What to produce:
Wherever the string "rusqlite" appears in the listing, copy that line.

Data for analysis:

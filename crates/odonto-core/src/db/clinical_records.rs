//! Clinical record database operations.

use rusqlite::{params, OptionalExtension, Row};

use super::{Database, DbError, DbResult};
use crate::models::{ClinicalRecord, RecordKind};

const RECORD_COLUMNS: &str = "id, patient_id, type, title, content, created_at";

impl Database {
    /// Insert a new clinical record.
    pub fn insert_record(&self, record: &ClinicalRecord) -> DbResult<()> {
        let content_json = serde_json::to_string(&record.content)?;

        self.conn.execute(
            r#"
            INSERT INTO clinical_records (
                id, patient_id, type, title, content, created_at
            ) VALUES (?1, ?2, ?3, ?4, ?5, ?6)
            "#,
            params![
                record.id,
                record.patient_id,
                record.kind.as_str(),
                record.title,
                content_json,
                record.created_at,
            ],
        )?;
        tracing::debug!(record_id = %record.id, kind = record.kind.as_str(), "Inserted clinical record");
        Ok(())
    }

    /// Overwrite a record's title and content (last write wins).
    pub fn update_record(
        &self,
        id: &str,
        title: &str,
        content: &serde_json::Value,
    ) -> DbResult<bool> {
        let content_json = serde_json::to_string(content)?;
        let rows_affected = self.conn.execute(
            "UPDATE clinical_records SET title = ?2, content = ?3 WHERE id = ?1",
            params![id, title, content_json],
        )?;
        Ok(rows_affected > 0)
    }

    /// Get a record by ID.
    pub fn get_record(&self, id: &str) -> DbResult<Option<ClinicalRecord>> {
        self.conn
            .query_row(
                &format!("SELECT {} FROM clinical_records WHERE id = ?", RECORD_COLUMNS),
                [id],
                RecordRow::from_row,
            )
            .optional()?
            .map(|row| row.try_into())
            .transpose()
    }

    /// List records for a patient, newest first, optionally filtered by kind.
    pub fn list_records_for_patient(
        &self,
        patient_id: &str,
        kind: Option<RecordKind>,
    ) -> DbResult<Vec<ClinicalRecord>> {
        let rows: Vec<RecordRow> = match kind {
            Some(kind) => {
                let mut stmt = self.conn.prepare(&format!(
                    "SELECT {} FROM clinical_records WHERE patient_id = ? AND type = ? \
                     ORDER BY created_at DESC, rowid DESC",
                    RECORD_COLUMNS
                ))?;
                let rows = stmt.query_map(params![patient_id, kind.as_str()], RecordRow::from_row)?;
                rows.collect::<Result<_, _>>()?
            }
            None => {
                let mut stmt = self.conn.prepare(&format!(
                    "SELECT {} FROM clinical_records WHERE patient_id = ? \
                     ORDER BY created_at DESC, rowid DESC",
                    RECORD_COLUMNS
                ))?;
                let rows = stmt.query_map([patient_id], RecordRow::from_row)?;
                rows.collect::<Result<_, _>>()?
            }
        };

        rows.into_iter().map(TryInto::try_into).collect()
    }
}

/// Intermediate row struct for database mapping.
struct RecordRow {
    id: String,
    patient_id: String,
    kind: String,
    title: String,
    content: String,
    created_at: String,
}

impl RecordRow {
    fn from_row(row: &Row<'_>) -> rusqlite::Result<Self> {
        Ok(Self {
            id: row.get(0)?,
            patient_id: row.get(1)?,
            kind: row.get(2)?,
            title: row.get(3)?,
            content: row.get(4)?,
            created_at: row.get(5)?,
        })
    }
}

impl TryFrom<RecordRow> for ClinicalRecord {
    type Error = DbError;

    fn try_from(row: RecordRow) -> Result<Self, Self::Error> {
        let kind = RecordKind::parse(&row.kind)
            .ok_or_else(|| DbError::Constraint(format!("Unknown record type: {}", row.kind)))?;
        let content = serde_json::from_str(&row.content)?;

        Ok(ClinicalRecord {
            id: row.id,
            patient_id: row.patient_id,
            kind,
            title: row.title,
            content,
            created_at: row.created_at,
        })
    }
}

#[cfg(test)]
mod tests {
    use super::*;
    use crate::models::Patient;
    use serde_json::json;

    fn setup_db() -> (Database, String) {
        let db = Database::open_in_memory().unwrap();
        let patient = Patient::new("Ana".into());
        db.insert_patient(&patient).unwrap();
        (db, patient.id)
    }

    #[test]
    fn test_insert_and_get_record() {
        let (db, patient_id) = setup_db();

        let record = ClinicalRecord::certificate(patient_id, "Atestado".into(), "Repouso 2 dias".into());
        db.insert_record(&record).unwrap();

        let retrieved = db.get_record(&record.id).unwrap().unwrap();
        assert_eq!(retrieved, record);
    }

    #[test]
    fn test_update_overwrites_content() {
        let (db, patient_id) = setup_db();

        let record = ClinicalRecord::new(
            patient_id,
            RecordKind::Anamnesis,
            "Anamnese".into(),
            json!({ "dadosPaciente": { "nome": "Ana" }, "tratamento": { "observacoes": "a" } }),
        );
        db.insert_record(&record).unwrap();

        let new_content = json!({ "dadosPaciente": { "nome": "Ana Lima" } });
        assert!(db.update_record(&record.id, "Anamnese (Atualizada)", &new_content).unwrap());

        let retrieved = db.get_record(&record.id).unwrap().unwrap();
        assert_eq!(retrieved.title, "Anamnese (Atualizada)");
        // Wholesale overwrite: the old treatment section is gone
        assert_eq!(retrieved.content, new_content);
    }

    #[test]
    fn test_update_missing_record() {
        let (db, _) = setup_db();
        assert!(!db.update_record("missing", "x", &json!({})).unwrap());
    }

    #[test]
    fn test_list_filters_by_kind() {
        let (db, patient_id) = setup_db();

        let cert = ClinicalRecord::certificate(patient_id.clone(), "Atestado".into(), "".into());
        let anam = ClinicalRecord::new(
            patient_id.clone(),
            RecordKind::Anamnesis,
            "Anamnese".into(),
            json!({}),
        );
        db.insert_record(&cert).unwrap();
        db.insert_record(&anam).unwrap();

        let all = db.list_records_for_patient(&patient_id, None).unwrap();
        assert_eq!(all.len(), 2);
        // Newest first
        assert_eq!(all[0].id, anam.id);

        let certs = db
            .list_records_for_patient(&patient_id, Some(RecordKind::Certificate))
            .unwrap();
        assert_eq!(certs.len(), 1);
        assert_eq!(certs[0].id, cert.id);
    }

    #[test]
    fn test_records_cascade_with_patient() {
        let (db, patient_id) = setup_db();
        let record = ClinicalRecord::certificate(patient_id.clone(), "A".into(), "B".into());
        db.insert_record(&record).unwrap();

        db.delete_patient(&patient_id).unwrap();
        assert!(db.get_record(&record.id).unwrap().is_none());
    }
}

--

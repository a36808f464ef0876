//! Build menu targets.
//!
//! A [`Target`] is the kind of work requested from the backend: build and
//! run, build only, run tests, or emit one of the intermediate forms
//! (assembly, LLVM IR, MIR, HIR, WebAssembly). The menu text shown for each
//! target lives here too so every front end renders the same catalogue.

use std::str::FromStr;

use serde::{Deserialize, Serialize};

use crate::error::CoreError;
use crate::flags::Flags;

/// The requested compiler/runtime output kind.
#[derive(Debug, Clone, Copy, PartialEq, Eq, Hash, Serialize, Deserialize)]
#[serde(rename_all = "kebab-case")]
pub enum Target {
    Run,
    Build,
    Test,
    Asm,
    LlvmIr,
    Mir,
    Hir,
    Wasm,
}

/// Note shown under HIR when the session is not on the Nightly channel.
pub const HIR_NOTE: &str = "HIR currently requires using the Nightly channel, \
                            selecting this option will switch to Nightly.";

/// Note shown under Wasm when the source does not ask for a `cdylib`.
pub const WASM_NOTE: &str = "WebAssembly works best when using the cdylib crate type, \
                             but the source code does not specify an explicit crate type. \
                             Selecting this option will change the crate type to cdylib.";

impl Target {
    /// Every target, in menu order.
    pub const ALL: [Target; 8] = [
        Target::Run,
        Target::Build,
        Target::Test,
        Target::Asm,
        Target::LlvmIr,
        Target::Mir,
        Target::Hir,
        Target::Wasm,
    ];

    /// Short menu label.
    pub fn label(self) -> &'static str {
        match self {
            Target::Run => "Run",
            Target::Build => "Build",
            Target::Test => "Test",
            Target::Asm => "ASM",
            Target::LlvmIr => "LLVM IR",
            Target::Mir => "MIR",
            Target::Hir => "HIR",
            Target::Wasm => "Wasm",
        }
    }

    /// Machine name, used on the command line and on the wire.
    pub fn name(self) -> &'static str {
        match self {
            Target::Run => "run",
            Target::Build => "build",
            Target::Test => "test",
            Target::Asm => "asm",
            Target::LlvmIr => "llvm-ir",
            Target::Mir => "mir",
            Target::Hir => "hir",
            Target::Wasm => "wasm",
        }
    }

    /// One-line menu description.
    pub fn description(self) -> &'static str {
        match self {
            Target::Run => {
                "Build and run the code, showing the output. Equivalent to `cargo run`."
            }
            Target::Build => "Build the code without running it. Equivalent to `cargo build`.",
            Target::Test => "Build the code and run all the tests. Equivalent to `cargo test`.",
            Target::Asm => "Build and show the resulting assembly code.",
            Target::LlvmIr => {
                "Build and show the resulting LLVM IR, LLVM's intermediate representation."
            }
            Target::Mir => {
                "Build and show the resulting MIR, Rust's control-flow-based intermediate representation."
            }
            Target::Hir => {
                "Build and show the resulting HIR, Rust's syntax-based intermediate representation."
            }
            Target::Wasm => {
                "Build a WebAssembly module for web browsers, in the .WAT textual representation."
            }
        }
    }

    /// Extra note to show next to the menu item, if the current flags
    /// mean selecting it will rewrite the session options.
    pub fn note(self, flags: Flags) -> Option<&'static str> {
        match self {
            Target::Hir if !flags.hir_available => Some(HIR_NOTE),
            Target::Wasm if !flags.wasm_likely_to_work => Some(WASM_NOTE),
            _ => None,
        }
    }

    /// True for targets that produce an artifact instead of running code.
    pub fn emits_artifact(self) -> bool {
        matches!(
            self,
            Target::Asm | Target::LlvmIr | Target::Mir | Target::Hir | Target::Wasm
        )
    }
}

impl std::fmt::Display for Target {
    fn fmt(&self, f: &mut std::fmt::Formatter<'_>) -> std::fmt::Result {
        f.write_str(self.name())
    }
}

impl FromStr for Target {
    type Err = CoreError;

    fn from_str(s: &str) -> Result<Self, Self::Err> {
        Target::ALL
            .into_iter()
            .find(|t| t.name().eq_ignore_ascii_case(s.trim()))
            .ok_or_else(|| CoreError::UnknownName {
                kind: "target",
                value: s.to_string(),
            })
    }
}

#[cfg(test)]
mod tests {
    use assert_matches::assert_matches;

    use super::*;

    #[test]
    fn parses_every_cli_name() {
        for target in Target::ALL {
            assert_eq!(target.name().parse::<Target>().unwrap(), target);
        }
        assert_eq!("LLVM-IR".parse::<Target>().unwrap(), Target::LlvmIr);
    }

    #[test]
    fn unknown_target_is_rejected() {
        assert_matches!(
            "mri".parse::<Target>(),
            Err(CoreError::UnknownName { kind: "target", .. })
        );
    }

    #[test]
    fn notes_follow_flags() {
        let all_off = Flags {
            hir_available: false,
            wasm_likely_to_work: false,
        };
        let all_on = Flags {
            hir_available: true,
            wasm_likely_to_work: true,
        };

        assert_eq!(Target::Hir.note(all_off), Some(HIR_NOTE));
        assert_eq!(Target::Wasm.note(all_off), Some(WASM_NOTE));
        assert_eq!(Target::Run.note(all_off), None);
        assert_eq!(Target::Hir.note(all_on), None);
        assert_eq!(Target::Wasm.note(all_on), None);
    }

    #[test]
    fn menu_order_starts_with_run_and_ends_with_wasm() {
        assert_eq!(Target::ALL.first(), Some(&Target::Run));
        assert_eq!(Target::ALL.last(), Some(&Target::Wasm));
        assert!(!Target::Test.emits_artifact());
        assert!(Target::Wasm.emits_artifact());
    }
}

Exercise solution:
use rusqlite::{params, OptionalExtension, Row};
    fn from_row(row: &Row<'_>) -> rusqlite::Result<Self> {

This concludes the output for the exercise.